Capitol Police Say Two Officers Rammed by Car, Suspect in Custody

The U.S. Capitol Police Department announced on Friday that the unknown suspect who hit two Capitol police officers with a car has died. During a press conference, Capitol Police Chief Yogananda Pittman also confirmed the death of one of the officers involved in the incident, which took place early Friday afternoon.

Pittman said that after driving into the barricade, the suspect exited the vehicle wielding a knife. The officers engaged the suspect, according to Pittman, but after the suspect failed to respond to verbal commands, the officers opened fire.

In a tweet shared immediately after the incident, the department wrote that officers were responding to the Capitol's "North Barricade vehicle access point" near Constitution Avenue "for reports someone rammed a vehicle into two USCP officers."

"A suspect is in custody. Both officers are injured. All three have been transported to the hospital," the department wrote in the tweet.

CRITICAL INCIDENT: USCP is responding to the North Barricade vehicle access point along Independence Avenue for reports someone rammed a vehicle into two USCP officers. A suspect is in custody. Both officers are injured. All three have been transported to the hospital. pic.twitter.com/4TXIdulJc6

— U.S. Capitol Police (@CapitolPolice) April 2, 2021

A spokesperson for the D.C. Fire and Emergency Medical Services Department (DC FEMS) confirmed to Newsweek that they were transporting at least two victims to a local hospital.

The suspect was taken to a local hospital in critical condition before his death. One of the officers involved in the incident was transported to a local hospital via police car while DC FEMS transported the second, according to the AP.

Capitol Building
Police and members of the National Guard block a street near the U.S. Capitol on April 2, after a vehicle drove into Capitol Police officers. Two police officers were injured near the U.S. Capitol on Friday after being rammed by a vehicle whose driver was subsequently arrested, police said. "A suspect is in custody. Both officers are injured. All three have been transported to the hospital," the Capitol Police department said on Twitter Eric Baradat/Getty

Newsweek reached out to the Capitol Police Department for comment, but did not receive a response in time for publication.

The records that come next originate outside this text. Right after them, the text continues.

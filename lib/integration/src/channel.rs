//! Communication channel types.

use serde::{Deserialize, Serialize};
use std::fmt;
use std::str::FromStr;

/// The category of communication an integration delivers to.
#[derive(Debug, Clone, Copy, PartialEq, Eq, Hash, Serialize, Deserialize)]
#[serde(rename_all = "snake_case")]
pub enum ChannelType {
    /// Email delivery (SMTP or provider API).
    Email,
    /// SMS delivery.
    Sms,
    /// Chat destinations (e.g. Slack, Discord webhooks).
    Chat,
    /// Mobile/web push notifications.
    Push,
    /// In-app notification feed.
    InApp,
}

impl ChannelType {
    /// Returns the stable text form used in database columns and cache keys.
    #[must_use]
    pub const fn as_str(&self) -> &'static str {
        match self {
            Self::Email => "email",
            Self::Sms => "sms",
            Self::Chat => "chat",
            Self::Push => "push",
            Self::InApp => "in_app",
        }
    }

    /// Whether several integrations on this channel may be active at once.
    ///
    /// Chat and push fan out to multiple destinations, so they are exempt
    /// from the single-active rule that governs the other channels.
    #[must_use]
    pub const fn allows_concurrent_active(&self) -> bool {
        matches!(self, Self::Chat | Self::Push)
    }
}

impl fmt::Display for ChannelType {
    fn fmt(&self, f: &mut fmt::Formatter<'_>) -> fmt::Result {
        f.write_str(self.as_str())
    }
}

/// Error returned when parsing a channel from its text form fails.
#[derive(Debug, Clone, PartialEq, Eq)]
pub struct ParseChannelError {
    /// The text that failed to parse.
    pub value: String,
}

impl fmt::Display for ParseChannelError {
    fn fmt(&self, f: &mut fmt::Formatter<'_>) -> fmt::Result {
        write!(f, "unknown channel type: '{}'", self.value)
    }
}

impl std::error::Error for ParseChannelError {}

impl FromStr for ChannelType {
    type Err = ParseChannelError;

    fn from_str(s: &str) -> Result<Self, Self::Err> {
        match s {
            "email" => Ok(Self::Email),
            "sms" => Ok(Self::Sms),
            "chat" => Ok(Self::Chat),
            "push" => Ok(Self::Push),
            "in_app" => Ok(Self::InApp),
            other => Err(ParseChannelError {
                value: other.to_string(),
            }),
        }
    }
}
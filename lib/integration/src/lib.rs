//! Provider integration management.
//!
//! An integration binds a third-party delivery provider to one communication
//! channel within an environment. This crate owns the update workflow:
//! partial updates, optional credential re-verification, credential
//! encryption at rest, cache invalidation, and the single-active-per-channel
//! cascade.

pub mod cache;
pub mod channel;
pub mod cipher;
pub mod deactivate;
pub mod entity;
pub mod error;
pub mod store;
pub mod update;
pub mod verify;

#[cfg(test)]
pub(crate) mod test_support;

pub use cache::{CacheInvalidator, CacheNamespace, CacheScope};
pub use channel::{ChannelType, ParseChannelError};
pub use cipher::{CredentialCipher, XChaCha20CredentialCipher};
pub use deactivate::{DeactivateSiblingsCommand, SiblingDeactivator};
pub use entity::{EncryptedCredentials, Integration, IntegrationCredentials};
pub use error::{CacheError, CipherError, StoreError, UpdateError, VerifierError};
pub use store::{IntegrationChanges, IntegrationStore};
pub use update::{UpdateIntegration, UpdateIntegrationRequest};
pub use verify::{CredentialCheck, CredentialVerifier};
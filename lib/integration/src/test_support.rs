//! In-memory fakes for exercising the workflow without real backends.

use crate::cache::{CacheInvalidator, CacheNamespace, CacheScope};
use crate::channel::ChannelType;
use crate::entity::Integration;
use crate::error::{CacheError, StoreError, VerifierError};
use crate::store::{IntegrationChanges, IntegrationStore};
use crate::verify::{CredentialCheck, CredentialVerifier};
use async_trait::async_trait;
use cobalt_courier_core::{EnvironmentId, IntegrationId, OrganizationId};
use std::collections::HashMap;
use std::sync::Mutex;

/// Integration store backed by a mutex-guarded map.
///
/// Records every `update` call so tests can assert on the exact change
/// sets the workflow issued.
pub struct InMemoryIntegrationStore {
    records: Mutex<HashMap<IntegrationId, Integration>>,
    updates: Mutex<Vec<(IntegrationId, IntegrationChanges)>>,
}

impl InMemoryIntegrationStore {
    pub fn new() -> Self {
        Self {
            records: Mutex::new(HashMap::new()),
            updates: Mutex::new(Vec::new()),
        }
    }

    /// Seeds a record, bypassing the workflow.
    pub fn insert(&self, integration: Integration) {
        self.records
            .lock()
            .expect("store lock")
            .insert(integration.id, integration);
    }

    /// Reads a record directly, ignoring environment scoping.
    pub fn get(&self, id: IntegrationId) -> Option<Integration> {
        self.records.lock().expect("store lock").get(&id).cloned()
    }

    /// Every `(id, changes)` pair passed to `update`, in call order.
    pub fn updates(&self) -> Vec<(IntegrationId, IntegrationChanges)> {
        self.updates.lock().expect("updates lock").clone()
    }
}

#[async_trait]
impl IntegrationStore for InMemoryIntegrationStore {
    async fn find_by_id(
        &self,
        id: IntegrationId,
        environment_id: EnvironmentId,
    ) -> Result<Option<Integration>, StoreError> {
        Ok(self
            .records
            .lock()
            .expect("store lock")
            .get(&id)
            .filter(|integration| integration.environment_id == environment_id)
            .cloned())
    }

    async fn find_active(
        &self,
        environment_id: EnvironmentId,
        organization_id: OrganizationId,
        channel: ChannelType,
    ) -> Result<Vec<Integration>, StoreError> {
        Ok(self
            .records
            .lock()
            .expect("store lock")
            .values()
            .filter(|integration| {
                integration.environment_id == environment_id
                    && integration.organization_id == organization_id
                    && integration.channel == channel
                    && integration.active
            })
            .cloned()
            .collect())
    }

    async fn update(
        &self,
        id: IntegrationId,
        environment_id: EnvironmentId,
        changes: &IntegrationChanges,
    ) -> Result<(), StoreError> {
        self.updates
            .lock()
            .expect("updates lock")
            .push((id, changes.clone()));

        let mut records = self.records.lock().expect("store lock");
        if let Some(integration) = records
            .get_mut(&id)
            .filter(|integration| integration.environment_id == environment_id)
        {
            changes.apply_to(integration);
        }
        Ok(())
    }
}

/// Cache invalidator that records every clear instead of clearing anything.
pub struct RecordingCacheInvalidator {
    clears: Mutex<Vec<(Vec<CacheNamespace>, EnvironmentId)>>,
}

impl RecordingCacheInvalidator {
    pub fn new() -> Self {
        Self {
            clears: Mutex::new(Vec::new()),
        }
    }

    /// Every `(namespaces, environment)` pair passed to `clear`.
    pub fn clears(&self) -> Vec<(Vec<CacheNamespace>, EnvironmentId)> {
        self.clears.lock().expect("clears lock").clone()
    }
}

#[async_trait]
impl CacheInvalidator for RecordingCacheInvalidator {
    async fn clear(
        &self,
        namespaces: &[CacheNamespace],
        scope: &CacheScope,
    ) -> Result<(), CacheError> {
        self.clears
            .lock()
            .expect("clears lock")
            .push((namespaces.to_vec(), scope.environment_id));
        Ok(())
    }
}

/// Verifier that records every check and returns a fixed outcome.
pub struct StubCredentialVerifier {
    outcome: Result<(), VerifierError>,
    checks: Mutex<Vec<CredentialCheck>>,
}

impl StubCredentialVerifier {
    /// Accepts every credential set.
    pub fn ok() -> Self {
        Self {
            outcome: Ok(()),
            checks: Mutex::new(Vec::new()),
        }
    }

    /// Rejects every credential set with the given error.
    pub fn failing(error: VerifierError) -> Self {
        Self {
            outcome: Err(error),
            checks: Mutex::new(Vec::new()),
        }
    }

    /// Every check the workflow submitted.
    pub fn checks(&self) -> Vec<CredentialCheck> {
        self.checks.lock().expect("checks lock").clone()
    }
}

#[async_trait]
impl CredentialVerifier for StubCredentialVerifier {
    async fn verify(&self, check: &CredentialCheck) -> Result<(), VerifierError> {
        self.checks.lock().expect("checks lock").push(check.clone());
        self.outcome.clone()
    }
}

In response to the incident, the Capitol Police Department ordered road closures for "Constitution Avenue between Second Street NE and First Street NW," and "First Street between Constitution Avenue NE and Independence Avenue SE."

Those in the area of the incident received alerts of an "external security threat" urging individuals to seek cover.

🚨🚨Capitol staff just got this text message

I’m in the Capitol and will keep everyone posted here. pic.twitter.com/ydQGyCJcof

— Jake Sherman (@JakeSherman) April 2, 2021

The incident occurred while White House press secretary Jen Psaki was holding a press conference. When asked if President Joe Biden had been briefed on the matter, Psaki said that he was being informed. Biden traveled to Camp David on Friday and was not in D.C. when the incident occurred.

Numerous photos and videos of the incident were posted across social media, showing a large police presence surrounding the Capitol.

"A helicopter just landed on the east front of the Capitol. I've never seen anything like this before. ever," Jake Sherman of PunchBowl News wrote on Twitter.

🚨🚨A helicopter just landed on the east front of the Capitol. I’ve never seen anything like this before. ever. pic.twitter.com/LxV0mywRSe

— Jake Sherman (@JakeSherman) April 2, 2021

According to CNN's Jake Tapper, a spokesperson for the D.C. National Guard said in a statement: "The DC National Guard deployed an Immediate Response Force composed of National Guard soldiers and airmen to the Capitol complex this afternoon to support the U.S. Capitol Police."

DC National Guard Spokesperson:
 
“The DC National Guard deployed an Immediate Response Force composed of National Guard soldiers and airmen to the Capitol complex this afternoon to support the U.S. Capitol Police.” https://t.co/M2tO8O2y5e

— Jake Tapper (@jaketapper) April 2, 2021

Correction 4/2/2021, 4:30 p.m. ET: An earlier version of this story misspelled Capitol Police Chief Yogananda Pittman's first name. Newsweek regrets the error.